5. Compensation and Billing Procedure
Agency will be compensated and Client will be billed as provided in Schedule 3 of the specific Client agreement.
6. Confidentiality and Safeguard of Property
Client and Agency respectively agree to keep in confidence, and not to disclose or use for its own respective benefit or for the benefit of any third party (except as may be required for the performance of services under this Agreement or as may be required by law), any information, documents, or materials that are reasonably considered confidential regarding each other’s products, business, customers, clients, suppliers, or methods of operation; provided, however, that such obligation of confidentiality will not extend to anything in the public domain or that was in the possession of either party prior to disclosure. Agency and Client will take reasonable precautions to safeguard property of the other entrusted to it, but in the absence of negligence or wilful disregard, neither Agency nor Client will be responsible for any loss or damage.

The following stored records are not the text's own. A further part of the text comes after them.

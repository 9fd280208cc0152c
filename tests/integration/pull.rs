use apigee_cli::core::ApigeeError;
use apigee_cli::pull::{ProxyPuller, Pull, PullConfig, PullOptions};
use apigee_cli::test_utils::{FakeClient, bundle_zip, init_test_logging};
use std::fs;
use std::path::{Path, PathBuf};
use tempfile::TempDir;

const PROXY_XML: &str = r#"<APIProxy name="orders" revision="3"/>"#;

const KVM1_POLICY: &str = r#"<KeyValueMapOperations
    async="false" name="Get-Settings" mapIdentifier="kvm1">
    <Scope>environment</Scope>
</KeyValueMapOperations>
"#;

const KVM10_POLICY: &str = r#"<KeyValueMapOperations name="Get-Flags" mapIdentifier="kvm10">
    <Scope>environment</Scope>
</KeyValueMapOperations>
"#;

const PROXY_ENDPOINT: &str = r#"<?xml version="1.0" encoding="UTF-8" standalone="yes"?>
<ProxyEndpoint name="default">
    <HTTPProxyConnection>
        <BasePath>/v1/old</BasePath>
        <VirtualHost>secure</VirtualHost>
    </HTTPProxyConnection>
    <RouteRule name="default">
        <TargetEndpoint>default</TargetEndpoint>
    </RouteRule>
</ProxyEndpoint>
"#;

const TARGET_ENDPOINT: &str = r#"<TargetEndpoint name="default">
    <HTTPTargetConnection>
        <LoadBalancer>
            <Server name="ts1"/>
        </LoadBalancer>
        <Path>/v1/old/backend</Path>
    </HTTPTargetConnection>
</TargetEndpoint>
"#;

const SCRIPT: &str = "var flags = context.getVariable('kvm10.flags');\n";

struct Fixture {
    _temp: TempDir,
    work_tree: PathBuf,
}

impl Fixture {
    fn new() -> Self {
        init_test_logging(None);
        let temp = TempDir::new().unwrap();
        let work_tree = temp.path().canonicalize().unwrap().join("repo");
        Self {
            _temp: temp,
            work_tree,
        }
    }

    fn config(&self) -> PullConfig {
        PullConfig {
            org: "acme".to_string(),
            api_name: "orders".to_string(),
            revision: 3,
            environment: "test".to_string(),
            work_tree: self.work_tree.clone(),
        }
    }

    fn read(&self, relative: &str) -> String {
        fs::read_to_string(self.work_tree.join(relative)).unwrap()
    }
}

fn orders_bundle() -> Vec<u8> {
    bundle_zip(&[
        ("apiproxy/orders.xml", PROXY_XML),
        ("apiproxy/policies/Get-Settings.xml", KVM1_POLICY),
        ("apiproxy/policies/Get-Flags.xml", KVM10_POLICY),
        ("apiproxy/proxies/default.xml", PROXY_ENDPOINT),
        ("apiproxy/targets/default.xml", TARGET_ENDPOINT),
        ("apiproxy/resources/jsc/flags.js", SCRIPT),
    ])
}

fn orders_client() -> FakeClient {
    FakeClient::new()
        .with_bundle("orders", 3, orders_bundle())
        .with_keyvaluemap("test", "kvm1", r#"{"name":"kvm1","entry":[{"name":"a","value":"1"}]}"#)
        .with_keyvaluemap("test", "kvm10", r#"{"name":"kvm10","entry":[]}"#)
        .with_targetserver("test", "ts1", r#"{"name":"ts1","host":"orders.internal","port":443}"#)
}

fn tree_snapshot(root: &Path) -> Vec<(PathBuf, String)> {
    apigee_cli::utils::list_files(root, &[])
        .unwrap()
        .into_iter()
        .map(|file| {
            let content = fs::read_to_string(&file).unwrap();
            (file, content)
        })
        .collect()
}

#[tokio::test]
async fn test_pull_layout_matches_contract() {
    let fixture = Fixture::new();
    let pull = Pull::new(orders_client(), fixture.config()).unwrap();

    pull.pull(PullOptions::default()).await.unwrap();

    assert_eq!(
        fixture.read("keyvaluemaps/test/kvm1"),
        r#"{"name":"kvm1","entry":[{"name":"a","value":"1"}]}"#
    );
    assert_eq!(fixture.read("keyvaluemaps/test/kvm10"), r#"{"name":"kvm10","entry":[]}"#);
    assert_eq!(
        fixture.read("targetservers/test/ts1"),
        r#"{"name":"ts1","host":"orders.internal","port":443}"#
    );
    assert_eq!(fixture.read("orders/apiproxy/proxies/default.xml"), PROXY_ENDPOINT);
    assert!(!fixture.work_tree.join("orders.zip").exists());

    let mut entries: Vec<String> = fs::read_dir(&fixture.work_tree)
        .unwrap()
        .map(|entry| entry.unwrap().file_name().to_string_lossy().into_owned())
        .collect();
    entries.sort();
    assert_eq!(entries, vec!["keyvaluemaps", "orders", "targetservers"]);
}

#[tokio::test]
async fn test_single_keyvaluemap_lands_under_environment() {
    let fixture = Fixture::new();
    let client = FakeClient::new()
        .with_bundle(
            "orders",
            3,
            bundle_zip(&[(
                "apiproxy/policies/kvm.xml",
                r#"<KeyValueMapOperations mapIdentifier="kvm1"/>"#,
            )]),
        )
        .with_keyvaluemap("test", "kvm1", "exact body\n");
    let pull = Pull::new(client, fixture.config()).unwrap();

    let report = pull.pull(PullOptions::default()).await.unwrap();

    let exported = fs::read(fixture.work_tree.join("keyvaluemaps/test/kvm1")).unwrap();
    assert_eq!(exported, b"exact body\n");
    assert_eq!(report.keyvaluemaps[0].path, fixture.work_tree.join("keyvaluemaps/test/kvm1"));
    assert!(report.targetservers.is_empty());
    assert!(fixture.work_tree.join("targetservers/test").is_dir());
}

#[tokio::test]
async fn test_existing_proxy_dir_aborts_without_requests() {
    let fixture = Fixture::new();
    fs::create_dir_all(fixture.work_tree.join("orders/apiproxy")).unwrap();
    fs::write(fixture.work_tree.join("orders/apiproxy/orders.xml"), "local edits").unwrap();
    let pull = Pull::new(orders_client(), fixture.config()).unwrap();

    let err = pull.pull(PullOptions::default()).await.unwrap_err();

    match err.downcast_ref::<ApigeeError>() {
        Some(ApigeeError::PathExists { path }) => assert!(path.ends_with("orders")),
        other => panic!("unexpected error: {other:?}"),
    }
    assert_eq!(pull.client().total_calls(), 0);
    assert_eq!(fixture.read("orders/apiproxy/orders.xml"), "local edits");
}

#[tokio::test]
async fn test_existing_dependency_file_aborts_before_its_kind_is_fetched() {
    let fixture = Fixture::new();
    fs::create_dir_all(fixture.work_tree.join("targetservers/test")).unwrap();
    fs::write(fixture.work_tree.join("targetservers/test/ts1"), "kept").unwrap();
    let pull = Pull::new(orders_client(), fixture.config()).unwrap();

    let err = pull.pull(PullOptions::default()).await.unwrap_err();

    assert!(matches!(err.downcast_ref::<ApigeeError>(), Some(ApigeeError::PathExists { .. })));
    assert_eq!(pull.client().targetserver_calls(), 0);
    assert_eq!(fixture.read("targetservers/test/ts1"), "kept");
    // Earlier stages are not rolled back
    assert!(fixture.work_tree.join("keyvaluemaps/test/kvm1").is_file());
}

#[tokio::test]
async fn test_prefixing_is_substring_safe() {
    let fixture = Fixture::new();
    let pull = Pull::new(orders_client(), fixture.config()).unwrap();

    pull.pull(PullOptions {
        prefix: Some("test-".to_string()),
        ..PullOptions::default()
    })
    .await
    .unwrap();

    let kvm1 = fixture.read("orders/apiproxy/policies/Get-Settings.xml");
    let kvm10 = fixture.read("orders/apiproxy/policies/Get-Flags.xml");
    assert!(kvm1.contains(r#"mapIdentifier="test-kvm1""#));
    assert!(kvm10.contains(r#"mapIdentifier="test-kvm10""#));
    assert!(!kvm10.contains("test-test-"));
    assert_eq!(
        fixture.read("orders/apiproxy/orders.xml"),
        r#"<APIProxy name="test-orders" revision="3"/>"#
    );
    assert_eq!(
        fixture.read("orders/apiproxy/resources/jsc/flags.js"),
        "var flags = context.getVariable('test-kvm10.flags');\n"
    );
    let target = fixture.read("orders/apiproxy/targets/default.xml");
    assert!(target.contains(r#"<Server name="test-ts1"/>"#));
    // Exported bodies are part of the work tree too
    assert_eq!(fixture.read("keyvaluemaps/test/kvm10"), r#"{"name":"test-kvm10","entry":[]}"#);
}

#[tokio::test]
async fn test_prefixing_twice_is_idempotent() {
    let fixture = Fixture::new();
    let pull = Pull::new(orders_client(), fixture.config()).unwrap();
    pull.pull(PullOptions {
        prefix: Some("test-".to_string()),
        ..PullOptions::default()
    })
    .await
    .unwrap();
    let once = tree_snapshot(&fixture.work_tree);

    let names: Vec<String> =
        ["orders", "kvm1", "kvm10", "ts1"].iter().map(|s| (*s).to_string()).collect();
    let modified = pull.prefix_dependencies_in_work_tree(&names, "test-").unwrap();

    assert!(modified.is_empty());
    assert_eq!(tree_snapshot(&fixture.work_tree), once);
}

#[tokio::test]
async fn test_prefixing_skips_git_metadata() {
    let fixture = Fixture::new();
    fs::create_dir_all(fixture.work_tree.join(".git/refs")).unwrap();
    fs::write(fixture.work_tree.join(".git/description"), "orders uses kvm1").unwrap();
    fs::create_dir_all(fixture.work_tree.join("shared/kvm1")).unwrap();
    fs::write(fixture.work_tree.join("shared/kvm1/.git"), "gitdir: ../../.git/modules/kvm1\n")
        .unwrap();
    let pull = Pull::new(orders_client(), fixture.config()).unwrap();

    let report = pull
        .pull(PullOptions {
            prefix: Some("dev-".to_string()),
            ..PullOptions::default()
        })
        .await
        .unwrap();

    assert_eq!(fixture.read(".git/description"), "orders uses kvm1");
    assert_eq!(fixture.read("shared/kvm1/.git"), "gitdir: ../../.git/modules/kvm1\n");
    let git_dir = fixture.work_tree.join(".git");
    assert!(report.prefixed_files.iter().all(|file| !file.starts_with(&git_dir)));
    assert!(!report.prefixed_files.contains(&fixture.work_tree.join("shared/kvm1/.git")));
}

#[tokio::test]
async fn test_extra_dependencies_join_the_prefix_pass() {
    let fixture = Fixture::new();
    let pull = Pull::new(orders_client(), fixture.config()).unwrap();

    pull.pull(PullOptions {
        dependencies: vec!["secure".to_string()],
        prefix: Some("qa-".to_string()),
        ..PullOptions::default()
    })
    .await
    .unwrap();

    let endpoint = fixture.read("orders/apiproxy/proxies/default.xml");
    assert!(endpoint.contains("<VirtualHost>qa-secure</VirtualHost>"));
}

#[tokio::test]
async fn test_basepath_rewrite_changes_only_the_element() {
    let fixture = Fixture::new();
    let pull = Pull::new(orders_client(), fixture.config()).unwrap();

    let report = pull
        .pull(PullOptions {
            basepath: Some("/v1/new".to_string()),
            ..PullOptions::default()
        })
        .await
        .unwrap();

    assert_eq!(
        fixture.read("orders/apiproxy/proxies/default.xml"),
        PROXY_ENDPOINT.replace("<BasePath>/v1/old</BasePath>", "<BasePath>/v1/new</BasePath>")
    );
    // Same text elsewhere stays
    assert_eq!(fixture.read("orders/apiproxy/targets/default.xml"), TARGET_ENDPOINT);

    let change = report.basepath.unwrap();
    assert_eq!((change.old.as_str(), change.new.as_str()), ("/v1/old", "/v1/new"));
}

#[tokio::test]
async fn test_missing_basepath_names_the_file() {
    let fixture = Fixture::new();
    let client = FakeClient::new().with_bundle(
        "orders",
        3,
        bundle_zip(&[("apiproxy/proxies/default.xml", "<ProxyEndpoint name=\"default\"/>")]),
    );
    let pull = Pull::new(client, fixture.config()).unwrap();

    let err = pull
        .pull(PullOptions {
            basepath: Some("/v2".to_string()),
            ..PullOptions::default()
        })
        .await
        .unwrap_err();

    assert!(err.to_string().contains("default.xml"), "{err}");
}

#[tokio::test]
async fn test_remote_failure_is_fatal_and_keeps_partial_output() {
    let fixture = Fixture::new();
    let client = orders_client().failing("kvm10", 500);
    let pull = Pull::new(client, fixture.config()).unwrap();

    let err = pull.pull(PullOptions::default()).await.unwrap_err();

    assert_eq!(err.downcast_ref::<ApigeeError>().and_then(ApigeeError::status), Some(500));
    assert!(fixture.work_tree.join("orders/apiproxy/orders.xml").is_file());
    assert_eq!(pull.client().targetserver_calls(), 0);
}

#[tokio::test]
async fn test_force_repulls_into_previous_tree() {
    let fixture = Fixture::new();
    let pull = Pull::new(orders_client(), fixture.config()).unwrap();
    pull.pull(PullOptions::default()).await.unwrap();
    fs::write(fixture.work_tree.join("orders/apiproxy/orders.xml"), "edited locally").unwrap();
    fs::write(fixture.work_tree.join("keyvaluemaps/test/kvm1"), "edited locally").unwrap();

    pull.pull(PullOptions {
        force: true,
        ..PullOptions::default()
    })
    .await
    .unwrap();

    assert_eq!(fixture.read("orders/apiproxy/orders.xml"), PROXY_XML);
    assert!(fixture.read("keyvaluemaps/test/kvm1").starts_with(r#"{"name":"kvm1""#));
}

Agency agrees to indemnify and hold Client harmless with respect to any claims or actions by third parties against Client based upon material prepared by Agency, involving any claim for libel, slander, piracy, plagiarism, invasion of privacy, or infringement of copyright, except where any such claim or action arises out of material supplied by Client to Agency.
Client agrees to indemnify and hold Agency harmless with respect to any claims or actions by third parties against Agency based upon materials furnished by Client or where material created by Agency is substantially changed by Client. Information or data obtained by Agency from Client to substantiate claims made in advertising shall be deemed to be “materials furnished by Client.” Client further agrees to indemnify and hold Agency harmless with respect to any death or personal injury claims or actions arising from the use of Client’s products or services.
8. Commitments to Third Parties
All purchases of media, production costs, and engagement of talent will be subject to Client’s prior approval. Client reserves the right to cancel any such authorisation, whereupon Agency will take all appropriate steps to effect such cancellation, provided that Client will hold Agency harmless with respect to any costs incurred by Agency as a result.
If at any time Agency obtains a discount or rebate from any supplier in connection with Agency’s rendition of services to Client, Agency will credit Client or remit to Client such discount or rebate.
For all media purchased by Agency on Client’s behalf, Client agrees that Agency shall be held solely liable for payments only to the extent proceeds have cleared from Client to Agency for such media purchase; otherwise, Client agrees to be solely liable to media (“Sequential Liability”). Agency will use its best efforts to obtain agreement by media to Sequential Liability.
Any amendments to this Agreement must be in writing and signed by Agency and Client.
Any notice shall be deemed given on the day of mailing or, if notice is by email, on the next day following the day notice.
11. Governing Law
This Agreement shall be interpreted in accordance with the laws of England and Wales without regard to the jurisdiction in which any action or special proceeding may be instituted.